**ABOUT THIS TASK**
Copy every record below exactly.

──────── PROVIDED DATA ────────

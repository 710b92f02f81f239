//! [`HttpTransport`] backed by a pooled `reqwest` client.

use std::time::Duration;

use async_trait::async_trait;
use futures_util::StreamExt;
use reqwest::Client;
use reqwest::header::{CONTENT_DISPOSITION, HeaderMap, HeaderName, LOCATION};
use reqwest::redirect::Policy;
use tracing::{debug, instrument};
use url::Url;

use super::constants::{CONNECT_TIMEOUT_SECS, READ_TIMEOUT_SECS};
use super::{HttpResponse, HttpTransport, TransportError};

/// HTTP backend using `reqwest` with automatic redirects disabled.
///
/// This client is designed to be created once per session and shared,
/// taking advantage of connection pooling.
#[derive(Debug, Clone)]
pub struct ReqwestTransport {
    client: Client,
    total_timeout: Duration,
}

impl ReqwestTransport {
    /// Creates a backend with default connect and whole-request timeouts.
    ///
    /// # Errors
    ///
    /// Returns [`TransportError::ClientBuild`] if the TLS backend or system
    /// configuration cannot be initialised.
    pub fn new(user_agent: &str) -> Result<Self, TransportError> {
        Self::with_timeouts(
            user_agent,
            Duration::from_secs(CONNECT_TIMEOUT_SECS),
            Duration::from_secs(READ_TIMEOUT_SECS),
        )
    }

    /// Creates a backend with explicit timeouts.
    ///
    /// # Errors
    ///
    /// Returns [`TransportError::ClientBuild`] if the client cannot be built.
    #[instrument(level = "debug", skip(user_agent))]
    pub fn with_timeouts(
        user_agent: &str,
        connect_timeout: Duration,
        total_timeout: Duration,
    ) -> Result<Self, TransportError> {
        let client = Client::builder()
            .connect_timeout(connect_timeout)
            .timeout(total_timeout)
            .gzip(true)
            .redirect(Policy::none())
            .user_agent(user_agent)
            .build()
            .map_err(TransportError::client_build)?;
        debug!("HTTP backend ready");
        Ok(Self {
            client,
            total_timeout,
        })
    }

    /// Returns the underlying reqwest client.
    #[must_use]
    pub fn inner(&self) -> &Client {
        &self.client
    }
}

#[async_trait]
impl HttpTransport for ReqwestTransport {
    async fn get(&self, url: &Url) -> Result<HttpResponse, TransportError> {
        let timeout = self.total_timeout;
        let response = self
            .client
            .get(url.clone())
            .send()
            .await
            .map_err(|e| map_reqwest_error(url.as_str(), timeout, e))?;

        let status = response.status().as_u16();
        let location = header_string(response.headers(), &LOCATION);
        let content_disposition = header_string(response.headers(), &CONTENT_DISPOSITION);
        let content_length = response.content_length();
        let final_url = response.url().clone();

        let body_url = url.to_string();
        let body = response.bytes_stream().map(move |chunk| {
            chunk
                .map(|bytes| bytes.to_vec())
                .map_err(|e| map_reqwest_error(&body_url, timeout, e))
        });

        Ok(HttpResponse {
            status,
            reason: None,
            url: final_url,
            location,
            content_disposition,
            content_length,
            body: Box::pin(body),
        })
    }
}

fn map_reqwest_error(url: &str, timeout: Duration, error: reqwest::Error) -> TransportError {
    if error.is_timeout() {
        TransportError::timeout(url, timeout)
    } else {
        TransportError::network(url, error)
    }
}

fn header_string(headers: &HeaderMap, name: &HeaderName) -> Option<String> {
    headers
        .get(name)
        .and_then(|v| v.to_str().ok())
        .map(std::string::ToString::to_string)
}

#[cfg(test)]
#[allow(clippy::unwrap_used)]
mod tests {
    use super::*;

    use crate::test_support::socket_guard::start_mock_server_or_skip;
    use wiremock::matchers::{header, method, path, query_param};
    use wiremock::{Mock, ResponseTemplate};

    const TEST_UA: &str = "plugin-mirror-test/0.0";

    fn transport() -> ReqwestTransport {
        ReqwestTransport::new(TEST_UA).unwrap()
    }

    #[tokio::test]
    async fn test_get_returns_status_headers_and_body() {
        let Some(mock_server) = start_mock_server_or_skip().await else {
            return;
        };

        Mock::given(method("GET"))
            .and(path("/plugin/download"))
            .and(query_param("pluginId", "demo"))
            .respond_with(
                ResponseTemplate::new(200)
                    .insert_header("Content-Disposition", r#"attachment; filename="demo-1.0.zip""#)
                    .set_body_bytes(vec![7u8; 100]),
            )
            .mount(&mock_server)
            .await;

        let url = Url::parse(&format!("{}/plugin/download?pluginId=demo", mock_server.uri())).unwrap();
        let response = transport().get(&url).await.unwrap();

        assert_eq!(response.status, 200);
        assert_eq!(
            response.content_disposition.as_deref(),
            Some(r#"attachment; filename="demo-1.0.zip""#)
        );
        assert_eq!(response.content_length, Some(100));
        assert_eq!(response.bytes().await.unwrap().len(), 100);
    }

    #[tokio::test]
    async fn test_get_does_not_follow_redirects() {
        let Some(mock_server) = start_mock_server_or_skip().await else {
            return;
        };

        Mock::given(method("GET"))
            .and(path("/moved"))
            .respond_with(ResponseTemplate::new(302).insert_header("Location", "/files/demo.zip"))
            .mount(&mock_server)
            .await;

        let url = Url::parse(&format!("{}/moved", mock_server.uri())).unwrap();
        let response = transport().get(&url).await.unwrap();

        assert_eq!(response.status, 302);
        assert!(response.is_redirect());
        assert_eq!(response.location.as_deref(), Some("/files/demo.zip"));
    }

    #[tokio::test]
    async fn test_get_reports_error_status_without_failing() {
        let Some(mock_server) = start_mock_server_or_skip().await else {
            return;
        };

        Mock::given(method("GET"))
            .and(path("/missing"))
            .respond_with(ResponseTemplate::new(404))
            .mount(&mock_server)
            .await;

        let url = Url::parse(&format!("{}/missing", mock_server.uri())).unwrap();
        let response = transport().get(&url).await.unwrap();

        assert_eq!(response.status, 404);
        assert_eq!(response.reason_phrase(), "Not Found");
    }

    #[tokio::test]
    async fn test_get_sends_user_agent() {
        let Some(mock_server) = start_mock_server_or_skip().await else {
            return;
        };

        Mock::given(method("GET"))
            .and(header("user-agent", TEST_UA))
            .respond_with(ResponseTemplate::new(200))
            .expect(1)
            .mount(&mock_server)
            .await;

        let url = Url::parse(&mock_server.uri()).unwrap();
        let response = transport().get(&url).await.unwrap();
        assert_eq!(response.status, 200);
    }

    #[tokio::test]
    async fn test_get_slow_server_maps_to_timeout() {
        let Some(mock_server) = start_mock_server_or_skip().await else {
            return;
        };

        Mock::given(method("GET"))
            .respond_with(ResponseTemplate::new(200).set_delay(Duration::from_secs(2)))
            .mount(&mock_server)
            .await;

        let transport = ReqwestTransport::with_timeouts(
            TEST_UA,
            Duration::from_secs(1),
            Duration::from_millis(200),
        )
        .unwrap();
        let url = Url::parse(&mock_server.uri()).unwrap();
        let result = transport.get(&url).await;

        assert!(
            matches!(result, Err(TransportError::Timeout { .. })),
            "Expected Timeout, got: {result:?}"
        );
    }
}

────────

**PROBLEM SOLUTION**
repository 710b92f02f81f239
//! [`HttpTransport`] backed by a pooled `reqwest` client.

use std::time::Duration;

use async_trait::async_trait;
use futures_util::StreamExt;
use reqwest::Client;
use reqwest::header::{CONTENT_DISPOSITION, HeaderMap, HeaderName, LOCATION};
use reqwest::redirect::Policy;
use tracing::{debug, instrument};
use url::Url;

use super::constants::{CONNECT_TIMEOUT_SECS, READ_TIMEOUT_SECS};
use super::{HttpResponse, HttpTransport, TransportError};

/// HTTP backend using `reqwest` with automatic redirects disabled.
///
/// This client is designed to be created once per session and shared,
/// taking advantage of connection pooling.
#[derive(Debug, Clone)]
pub struct ReqwestTransport {
    client: Client,
    total_timeout: Duration,
}

impl ReqwestTransport {
    /// Creates a backend with default connect and whole-request timeouts.
    ///
    /// # Errors
    ///
    /// Returns [`TransportError::ClientBuild`] if the TLS backend or system
    /// configuration cannot be initialised.
    pub fn new(user_agent: &str) -> Result<Self, TransportError> {
        Self::with_timeouts(
            user_agent,
            Duration::from_secs(CONNECT_TIMEOUT_SECS),
            Duration::from_secs(READ_TIMEOUT_SECS),
        )
    }

    /// Creates a backend with explicit timeouts.
    ///
    /// # Errors
    ///
    /// Returns [`TransportError::ClientBuild`] if the client cannot be built.
    #[instrument(level = "debug", skip(user_agent))]
    pub fn with_timeouts(
        user_agent: &str,
        connect_timeout: Duration,
        total_timeout: Duration,
    ) -> Result<Self, TransportError> {
        let client = Client::builder()
            .connect_timeout(connect_timeout)
            .timeout(total_timeout)
            .gzip(true)
            .redirect(Policy::none())
            .user_agent(user_agent)
            .build()
            .map_err(TransportError::client_build)?;
        debug!("HTTP backend ready");
        Ok(Self {
            client,
            total_timeout,
        })
    }

    /// Returns the underlying reqwest client.
    #[must_use]
    pub fn inner(&self) -> &Client {
        &self.client
    }
}

#[async_trait]
impl HttpTransport for ReqwestTransport {
    async fn get(&self, url: &Url) -> Result<HttpResponse, TransportError> {
        let timeout = self.total_timeout;
        let response = self
            .client
            .get(url.clone())
            .send()
            .await
            .map_err(|e| map_reqwest_error(url.as_str(), timeout, e))?;

        let status = response.status().as_u16();
        let location = header_string(response.headers(), &LOCATION);
        let content_disposition = header_string(response.headers(), &CONTENT_DISPOSITION);
        let content_length = response.content_length();
        let final_url = response.url().clone();

        let body_url = url.to_string();
        let body = response.bytes_stream().map(move |chunk| {
            chunk
                .map(|bytes| bytes.to_vec())
                .map_err(|e| map_reqwest_error(&body_url, timeout, e))
        });

        Ok(HttpResponse {
            status,
            reason: None,
            url: final_url,
            location,
            content_disposition,
            content_length,
            body: Box::pin(body),
        })
    }
}

fn map_reqwest_error(url: &str, timeout: Duration, error: reqwest::Error) -> TransportError {
    if error.is_timeout() {
        TransportError::timeout(url, timeout)
    } else {
        TransportError::network(url, error)
    }
}

fn header_string(headers: &HeaderMap, name: &HeaderName) -> Option<String> {
    headers
        .get(name)
        .and_then(|v| v.to_str().ok())
        .map(std::string::ToString::to_string)
}

#[cfg(test)]
#[allow(clippy::unwrap_used)]
mod tests {
    use super::*;

    use crate::test_support::socket_guard::start_mock_server_or_skip;
    use wiremock::matchers::{header, method, path, query_param};
    use wiremock::{Mock, ResponseTemplate};

    const TEST_UA: &str = "plugin-mirror-test/0.0";

    fn transport() -> ReqwestTransport {
        ReqwestTransport::new(TEST_UA).unwrap()
    }

    #[tokio::test]
    async fn test_get_returns_status_headers_and_body() {
        let Some(mock_server) = start_mock_server_or_skip().await else {
            return;
        };

        Mock::given(method("GET"))
            .and(path("/plugin/download"))
            .and(query_param("pluginId", "demo"))
            .respond_with(
                ResponseTemplate::new(200)
                    .insert_header("Content-Disposition", r#"attachment; filename="demo-1.0.zip""#)
                    .set_body_bytes(vec![7u8; 100]),
            )
            .mount(&mock_server)
            .await;

        let url = Url::parse(&format!("{}/plugin/download?pluginId=demo", mock_server.uri())).unwrap();
        let response = transport().get(&url).await.unwrap();

        assert_eq!(response.status, 200);
        assert_eq!(
            response.content_disposition.as_deref(),
            Some(r#"attachment; filename="demo-1.0.zip""#)
        );
        assert_eq!(response.content_length, Some(100));
        assert_eq!(response.bytes().await.unwrap().len(), 100);
    }

    #[tokio::test]
    async fn test_get_does_not_follow_redirects() {
        let Some(mock_server) = start_mock_server_or_skip().await else {
            return;
        };

        Mock::given(method("GET"))
            .and(path("/moved"))
            .respond_with(ResponseTemplate::new(302).insert_header("Location", "/files/demo.zip"))
            .mount(&mock_server)
            .await;

        let url = Url::parse(&format!("{}/moved", mock_server.uri())).unwrap();
        let response = transport().get(&url).await.unwrap();

        assert_eq!(response.status, 302);
        assert!(response.is_redirect());
        assert_eq!(response.location.as_deref(), Some("/files/demo.zip"));
    }

    #[tokio::test]
    async fn test_get_reports_error_status_without_failing() {
        let Some(mock_server) = start_mock_server_or_skip().await else {
            return;
        };

        Mock::given(method("GET"))
            .and(path("/missing"))
            .respond_with(ResponseTemplate::new(404))
            .mount(&mock_server)
            .await;

        let url = Url::parse(&format!("{}/missing", mock_server.uri())).unwrap();
        let response = transport().get(&url).await.unwrap();

        assert_eq!(response.status, 404);
        assert_eq!(response.reason_phrase(), "Not Found");
    }

    #[tokio::test]
    async fn test_get_sends_user_agent() {
        let Some(mock_server) = start_mock_server_or_skip().await else {
            return;
        };

        Mock::given(method("GET"))
            .and(header("user-agent", TEST_UA))
            .respond_with(ResponseTemplate::new(200))
            .expect(1)
            .mount(&mock_server)
            .await;

        let url = Url::parse(&mock_server.uri()).unwrap();
        let response = transport().get(&url).await.unwrap();
        assert_eq!(response.status, 200);
    }

    #[tokio::test]
    async fn test_get_slow_server_maps_to_timeout() {
        let Some(mock_server) = start_mock_server_or_skip().await else {
            return;
        };

        Mock::given(method("GET"))
            .respond_with(ResponseTemplate::new(200).set_delay(Duration::from_secs(2)))
            .mount(&mock_server)
            .await;

        let transport = ReqwestTransport::with_timeouts(
            TEST_UA,
            Duration::from_secs(1),
            Duration::from_millis(200),
        )
        .unwrap();
        let url = Url::parse(&mock_server.uri()).unwrap();
        let result = transport.get(&url).await;

        assert!(
            matches!(result, Err(TransportError::Timeout { .. })),
            "Expected Timeout, got: {result:?}"
        );
    }
}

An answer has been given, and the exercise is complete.